E o pior é que quase ninguém admite que não possui pensamento crítico – ninguém quer dar pano pra manga e ser chamado de burro.

No mercado atual, onde as mudanças acontecem rapidamente e tudo se torna cada vez mais competitivo, o pensamento crítico é essencial. Você sabe disso. Mas a sua empresa está pronta para contratar, reter e promover funcionários, líderes e gestores com essa capacidade?

Gestor com pensamento crítico e o Gestor massificado: quem é quem

Antes de definirmos o que é um líder ou gestor com pensamento crítico e qual é massificado vou recorrer ao conceito que me fez nomear o segundo. É o que o filósofo espanhol José Ortega y Gasset chamou de “homem-massa”.

Contrariando o que o senso comum poderia concluir desse nome,  o “homem-massa” não é alguém sem educação ou guiado por religião, time de futebol e partido político. Pelo contrário, ele pode ser altamente instruído, bem-sucedido e ocupar uma posição de prestígio na sociedade.

E é justamente essas conquistas por conta de suas capacidades e autonomia que darão a ele a sensação de que possui conhecimento e relevância para opinar em áreas pelas quais nunca transitou.

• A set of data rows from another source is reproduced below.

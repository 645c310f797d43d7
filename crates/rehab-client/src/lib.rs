//! rehab-client
//!
//! Async client for the rehabilitation backend, plus the client-side checks
//! that run before a request is allowed to leave.

pub mod backend;
pub mod dashboard;
pub mod error;
pub mod spreadsheet;

pub use backend::{BackendClient, DEFAULT_BACKEND_URL};
pub use error::ClientError;
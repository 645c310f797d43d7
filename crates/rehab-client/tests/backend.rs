use std::collections::BTreeMap;

use pretty_assertions::assert_eq;
use rehab_client::spreadsheet::SpreadsheetFile;
use rehab_client::{BackendClient, ClientError};
use rehab_core::fields;
use rehab_core::models::upload::NewPatient;
use rehab_core::PatientRecord;
use rehab_instruments::calculator::{CalculatorInput, CalculatorParam};
use serde_json::json;
use wiremock::matchers::{any, body_json, method, path};
use wiremock::{Mock, MockServer, ResponseTemplate};

async fn server_refusing_all_requests() -> MockServer {
    let server = MockServer::start().await;
    Mock::given(any())
        .respond_with(ResponseTemplate::new(500))
        .expect(0)
        .mount(&server)
        .await;
    server
}

fn complete_card() -> PatientRecord {
    PatientRecord::new()
        .with(fields::CARD_CODE, "A-17")
        .with(fields::GENDER, "Женский")
        .with(fields::HEIGHT_CM, "160")
        .with(fields::WEIGHT_KG, "55")
        .with(fields::BMI, "21.5")
        .with(fields::CHRONIC_DISEASES, r#"["Гипертония"]"#)
}

fn calculator_input() -> CalculatorInput {
    CalculatorInput {
        age_frailty_score: "3".into(),
        activity_frequency: "Ежедневно".into(),
        activity_duration: "30-60 мин".into(),
        bmi: "22".into(),
        barthel_index: "100".into(),
        sppb: "12".into(),
        get_up_and_go: "7".into(),
        four_metre_walk: "≤4,81 с".into(),
    }
}

#[tokio::test]
async fn lists_patients() {
    let server = MockServer::start().await;
    Mock::given(method("GET"))
        .and(path("/patients"))
        .respond_with(ResponseTemplate::new(200).set_body_json(json!([
            {"code": 101, "patient_info": "Мужской, Средний(3 ур.)"},
            {"code": 102, "patient_info": "Женский, None"}
        ])))
        .expect(1)
        .mount(&server)
        .await;

    let patients = BackendClient::new(server.uri()).patients().await.unwrap();
    assert_eq!(patients.len(), 2);
    assert_eq!(patients[0].activity_level(), Some(3));
    assert_eq!(patients[1].activity_level(), None);
}

#[tokio::test]
async fn trailing_slash_in_base_url_is_ignored() {
    let server = MockServer::start().await;
    Mock::given(method("GET"))
        .and(path("/level-fa/patients"))
        .respond_with(ResponseTemplate::new(200).set_body_json(json!([{"code": 7}])))
        .expect(1)
        .mount(&server)
        .await;

    let client = BackendClient::new(format!("{}/", server.uri()));
    let patients = client.level_fa_patients().await.unwrap();
    assert_eq!(patients[0].code, 7);
    assert_eq!(patients[0].gender, None);
}

#[tokio::test]
async fn rejection_surfaces_detail() {
    let server = MockServer::start().await;
    Mock::given(method("POST"))
        .and(path("/create-card"))
        .respond_with(
            ResponseTemplate::new(400).set_body_json(json!({"detail": "Карта с таким кодом уже существует"})),
        )
        .mount(&server)
        .await;

    let err = BackendClient::new(server.uri())
        .create_card(&complete_card())
        .await
        .unwrap_err();
    match err {
        ClientError::Rejected { status, message } => {
            assert_eq!(status, 400);
            assert_eq!(message, "Карта с таким кодом уже существует");
        }
        other => panic!("expected rejection, got {other:?}"),
    }
}

#[tokio::test]
async fn rejection_without_detail_names_status() {
    let server = MockServer::start().await;
    Mock::given(method("POST"))
        .and(path("/predict-activity"))
        .respond_with(ResponseTemplate::new(503).set_body_string("unavailable"))
        .mount(&server)
        .await;

    let err = BackendClient::new(server.uri())
        .predict_activity()
        .await
        .unwrap_err();
    assert_eq!(err.to_string(), "server error: 503");
}

#[tokio::test]
async fn incomplete_card_is_not_sent() {
    let server = server_refusing_all_requests().await;
    let record = complete_card().with(fields::BMI, "");
    let err = BackendClient::new(server.uri())
        .create_card(&record)
        .await
        .unwrap_err();
    assert!(err.is_validation());
}

#[tokio::test]
async fn card_is_wrapped_in_data() {
    let server = MockServer::start().await;
    Mock::given(method("POST"))
        .and(path("/create-card"))
        .and(body_json(json!({"data": {
            "1": "A-17", "10": "55", "11": "21.5", "2": "Женский",
            "30": "[\"Гипертония\"]", "9": "160"
        }})))
        .respond_with(ResponseTemplate::new(200).set_body_json(json!({"message": "ok"})))
        .expect(1)
        .mount(&server)
        .await;

    let response = BackendClient::new(server.uri())
        .create_card(&complete_card())
        .await
        .unwrap();
    assert_eq!(response.message, "ok");
}

#[tokio::test]
async fn batch_prediction_reports_count() {
    let server = MockServer::start().await;
    Mock::given(method("POST"))
        .and(path("/predict-activity"))
        .respond_with(ResponseTemplate::new(200).set_body_json(json!({
            "message": "Готово.", "updated_count": 12
        })))
        .mount(&server)
        .await;

    let result = BackendClient::new(server.uri())
        .predict_activity()
        .await
        .unwrap();
    assert_eq!(result.updated_count, 12);
    assert!(result.failed_predictions.is_empty());
}

#[tokio::test]
async fn model_receives_encoded_values() {
    let server = MockServer::start().await;
    Mock::given(method("POST"))
        .and(path("/level-fa/predict-model"))
        .and(body_json(json!({"values": [3.0, 4.0, 1.0, 22.0, 100.0, 12.0, 7.0, 4.0]})))
        .respond_with(ResponseTemplate::new(200).set_body_json(json!({"predicted_class": 5})))
        .expect(1)
        .mount(&server)
        .await;

    let prediction = BackendClient::new(server.uri())
        .predict_model(&calculator_input())
        .await
        .unwrap();
    assert_eq!(prediction.predicted_class, 5);
}

#[tokio::test]
async fn invalid_calculator_input_is_not_sent() {
    let server = server_refusing_all_requests().await;
    let mut input = calculator_input();
    input.set(CalculatorParam::BarthelIndex, "97");
    let err = BackendClient::new(server.uri())
        .predict_model(&input)
        .await
        .unwrap_err();
    assert_eq!(
        err.to_string(),
        "Индекс Бартел должен быть от 0 до 100 и кратен 5"
    );
}

#[tokio::test]
async fn calculator_seed_prefills_input() {
    let server = MockServer::start().await;
    Mock::given(method("GET"))
        .and(path("/level-fa/patients/42"))
        .respond_with(ResponseTemplate::new(200).set_body_json(json!({
            "code": 42, "gender": "Мужской", "col_14": 0, "col_58": "1 раз в неделю",
            "col_59": "<30 мин", "col_85": 31.2, "col_232": 85, "col_249": 6,
            "col_252": 12.5, "col_245": 1, "activity_level": null
        })))
        .mount(&server)
        .await;

    let seed = BackendClient::new(server.uri())
        .calculator_seed(42)
        .await
        .unwrap();
    let input = CalculatorInput::from_seed(&seed);
    assert_eq!(input.age_frailty_score, "0");
    assert_eq!(input.four_metre_walk, "≥8,71 с");
    assert!(input.validate().is_ok());
}

#[tokio::test]
async fn saves_level_parsed_from_label() {
    let server = MockServer::start().await;
    Mock::given(method("POST"))
        .and(path("/level-fa/save-fa-result"))
        .and(body_json(json!({"code": 42, "fa_level": 4})))
        .respond_with(ResponseTemplate::new(200).set_body_json(json!({"message": "saved"})))
        .expect(1)
        .mount(&server)
        .await;

    BackendClient::new(server.uri())
        .save_fa_result(42, "Выше среднего(4 ур.)")
        .await
        .unwrap();
}

#[tokio::test]
async fn undetermined_levels_are_not_saved() {
    let server = server_refusing_all_requests().await;
    let client = BackendClient::new(server.uri());
    assert!(client.save_lfk_result(42, 0).await.unwrap_err().is_validation());
    assert!(client.save_fa_result(42, "Не оценено").await.unwrap_err().is_validation());
}

#[tokio::test]
async fn single_prediction_returns_label() {
    let server = MockServer::start().await;
    Mock::given(method("POST"))
        .and(path("/level-fa/predict-activity-single"))
        .and(body_json(json!({"code": 42})))
        .respond_with(ResponseTemplate::new(200).set_body_json(json!({
            "message": "ok", "activity_level": "Средний(3 ур.)"
        })))
        .mount(&server)
        .await;

    let result = BackendClient::new(server.uri())
        .predict_activity_single(42)
        .await
        .unwrap();
    assert_eq!(result.activity_level, "Средний(3 ур.)");
}

#[tokio::test]
async fn patient_card_sections_decode() {
    let server = MockServer::start().await;
    Mock::given(method("GET"))
        .and(path("/patient-card/42"))
        .respond_with(ResponseTemplate::new(200).set_body_json(json!({
            "general_info": {"Код": 42, "Пол": "Мужской"},
            "scale_interpretations": {
                "Бартел": {"score": 90, "interpretation": "Лёгкая зависимость"},
                "MMSE": {"score": null, "interpretation": null}
            }
        })))
        .mount(&server)
        .await;

    let card = BackendClient::new(server.uri())
        .patient_card(42)
        .await
        .unwrap();
    assert_eq!(card.sections["general_info"]["Пол"], json!("Мужской"));
    assert_eq!(card.scale_interpretations.len(), 2);
    assert_eq!(card.scale_interpretations["MMSE"].interpretation, None);
}

#[tokio::test]
async fn patient_program_keeps_recommendation_order() {
    let server = MockServer::start().await;
    Mock::given(method("GET"))
        .and(path("/patient-program/42"))
        .respond_with(ResponseTemplate::new(200).set_body_json(json!({
            "patient_info": {"code": 42, "gender": "Женский"},
            "rehabilitation_program": {"Питание": ["Белок", "Вода"]}
        })))
        .mount(&server)
        .await;

    let program = BackendClient::new(server.uri())
        .patient_program(42)
        .await
        .unwrap();
    assert_eq!(
        program.rehabilitation_program["Питание"],
        vec!["Белок".to_string(), "Вода".to_string()]
    );
}

#[tokio::test]
async fn malformed_body_is_a_decode_error() {
    let server = MockServer::start().await;
    Mock::given(method("GET"))
        .and(path("/patients"))
        .respond_with(ResponseTemplate::new(200).set_body_string("<html>"))
        .mount(&server)
        .await;

    let err = BackendClient::new(server.uri()).patients().await.unwrap_err();
    assert!(matches!(err, ClientError::Decode(_)));
}

#[tokio::test]
async fn spreadsheet_check_lists_new_patients() {
    let server = MockServer::start().await;
    Mock::given(method("POST"))
        .and(path("/api/check-new-patients"))
        .respond_with(ResponseTemplate::new(200).set_body_json(json!({
            "status": "new_patients_found",
            "message": "Найдено 1",
            "new_patients": [{"code": "1042", "data": {"Пол": "Женский"}, "missing_columns": ["ИМТ_(кг/м^2)_(Осмотр)"]}],
            "new_codes": ["1042"]
        })))
        .expect(1)
        .mount(&server)
        .await;

    let file = SpreadsheetFile {
        file_name: "patients.xlsx".into(),
        bytes: vec![0x50, 0x4b, 0x03, 0x04],
    };
    let response = BackendClient::new(server.uri())
        .check_new_patients(&file)
        .await
        .unwrap();
    assert_eq!(response.new_patients().len(), 1);
    assert!(!response.new_patients()[0].is_complete());
}

#[tokio::test]
async fn synthetic_fill_clears_missing_columns() {
    let server = MockServer::start().await;
    Mock::given(method("POST"))
        .and(path("/api/fill-synthetic-patient"))
        .and(body_json(json!({"data": {"Пол": "Женский"}})))
        .respond_with(ResponseTemplate::new(200).set_body_json(json!({
            "data": {"Пол": "Женский", "ИМТ_(кг/м^2)_(Осмотр)": 24.1}
        })))
        .mount(&server)
        .await;

    let row = NewPatient {
        code: "1042".into(),
        data: BTreeMap::from([("Пол".to_string(), json!("Женский"))]),
        missing_columns: vec!["ИМТ_(кг/м^2)_(Осмотр)".into()],
    };
    let filled = BackendClient::new(server.uri())
        .fill_synthetic(&row)
        .await
        .unwrap();
    assert!(filled.is_complete());
    assert_eq!(filled.code, "1042");
    assert_eq!(filled.data["ИМТ_(кг/м^2)_(Осмотр)"], json!(24.1));
}

#[tokio::test]
async fn upload_sends_rows_as_array() {
    let server = MockServer::start().await;
    Mock::given(method("POST"))
        .and(path("/api/upload-new-patients-data"))
        .and(body_json(json!([{"code": "1042", "data": {}, "missing_columns": []}])))
        .respond_with(ResponseTemplate::new(200).set_body_json(json!({"message": "Загружено 1"})))
        .expect(1)
        .mount(&server)
        .await;

    let row = NewPatient {
        code: "1042".into(),
        data: BTreeMap::new(),
        missing_columns: Vec::new(),
    };
    let response = BackendClient::new(server.uri())
        .upload_new_patients(&[row])
        .await
        .unwrap();
    assert_eq!(response.message, "Загружено 1");
}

Ortega y Gasset escreveu “A Rebelião das Massas” no início do século XX, em um contexto geopolítico marcado pela ascensão do fascismo e da revolução comunista. Embora seu texto possa parecer distante da nossa realidade numa leitura superficial, o “homem-massa” – que não tem nada de rebelde ou revolucionário necessariamente – está presente em diversos ambientes de trabalho contemporâneos.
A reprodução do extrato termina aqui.